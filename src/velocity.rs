//! Movement regime selection and the per-tick velocity command.

use bevy::prelude::*;

use crate::config::LocomotionConfig;
use crate::state::LocomotionState;

/// The movement rule that fires on a tick. Exactly one applies.
#[derive(Reflect, Debug, Clone, Copy, PartialEq, Eq)]
pub enum MovementRegime {
    /// Grounded on flat ground and not jumping.
    FlatGround,
    /// Grounded on a walkable slope and not jumping; movement follows the surface.
    SlopeWalk,
    /// In the air; horizontal control only.
    Airborne,
    /// Grounded on an unwalkable slope, or grounded while still rising.
    /// The body keeps whatever velocity the physics world gives it.
    NoCommand,
}

impl MovementRegime {
    /// Pick the regime for the current state, in priority order.
    pub fn select(state: &LocomotionState) -> Self {
        if state.is_grounded && !state.is_on_slope && !state.is_jumping {
            MovementRegime::FlatGround
        } else if state.is_grounded
            && state.is_on_slope
            && state.can_walk_on_slope
            && !state.is_jumping
        {
            MovementRegime::SlopeWalk
        } else if !state.is_grounded {
            MovementRegime::Airborne
        } else {
            MovementRegime::NoCommand
        }
    }

    /// Whether this regime writes a velocity to the body.
    #[inline]
    pub fn issues_command(self) -> bool {
        self != MovementRegime::NoCommand
    }
}

/// Velocity for `regime` given the body's current velocity.
pub fn regime_velocity(
    regime: MovementRegime,
    state: &LocomotionState,
    config: &LocomotionConfig,
    current: Vec2,
) -> Option<Vec2> {
    let speed = config.movement_speed;
    let input = state.horizontal_input;

    match regime {
        MovementRegime::FlatGround => Some(Vec2::new(speed * input, 0.0)),
        // Tangent points toward -X on flat ground
        MovementRegime::SlopeWalk => Some(state.slope_normal_perp * speed * -input),
        MovementRegime::Airborne => Some(Vec2::new(speed * input, current.y)),
        MovementRegime::NoCommand => None,
    }
}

----------

- **EXERCISE PROMPT**
Copy each entry exactly. Omit none.

- **YOUR SOLUTION**
filename src/velocity.rs
//! Movement regime selection and the per-tick velocity command.

use bevy::prelude::*;

use crate::config::LocomotionConfig;
use crate::state::LocomotionState;

/// The movement rule that fires on a tick. Exactly one applies.
#[derive(Reflect, Debug, Clone, Copy, PartialEq, Eq)]
pub enum MovementRegime {
    /// Grounded on flat ground and not jumping.
    FlatGround,
    /// Grounded on a walkable slope and not jumping; movement follows the surface.
    SlopeWalk,
    /// In the air; horizontal control only.
    Airborne,
    /// Grounded on an unwalkable slope, or grounded while still rising.
    /// The body keeps whatever velocity the physics world gives it.
    NoCommand,
}

impl MovementRegime {
    /// Pick the regime for the current state, in priority order.
    pub fn select(state: &LocomotionState) -> Self {
        if state.is_grounded && !state.is_on_slope && !state.is_jumping {
            MovementRegime::FlatGround
        } else if state.is_grounded
            && state.is_on_slope
            && state.can_walk_on_slope
            && !state.is_jumping
        {
            MovementRegime::SlopeWalk
        } else if !state.is_grounded {
            MovementRegime::Airborne
        } else {
            MovementRegime::NoCommand
        }
    }

    /// Whether this regime writes a velocity to the body.
    #[inline]
    pub fn issues_command(self) -> bool {
        self != MovementRegime::NoCommand
    }
}

/// Velocity for `regime` given the body's current velocity.
pub fn regime_velocity(
    regime: MovementRegime,
    state: &LocomotionState,
    config: &LocomotionConfig,
    current: Vec2,
) -> Option<Vec2> {
    let speed = config.movement_speed;
    let input = state.horizontal_input;

    match regime {
        MovementRegime::FlatGround => Some(Vec2::new(speed * input, 0.0)),
        // Tangent points toward -X on flat ground
        MovementRegime::SlopeWalk => Some(state.slope_normal_perp * speed * -input),
        MovementRegime::Airborne => Some(Vec2::new(speed * input, current.y)),
        MovementRegime::NoCommand => None,
    }
}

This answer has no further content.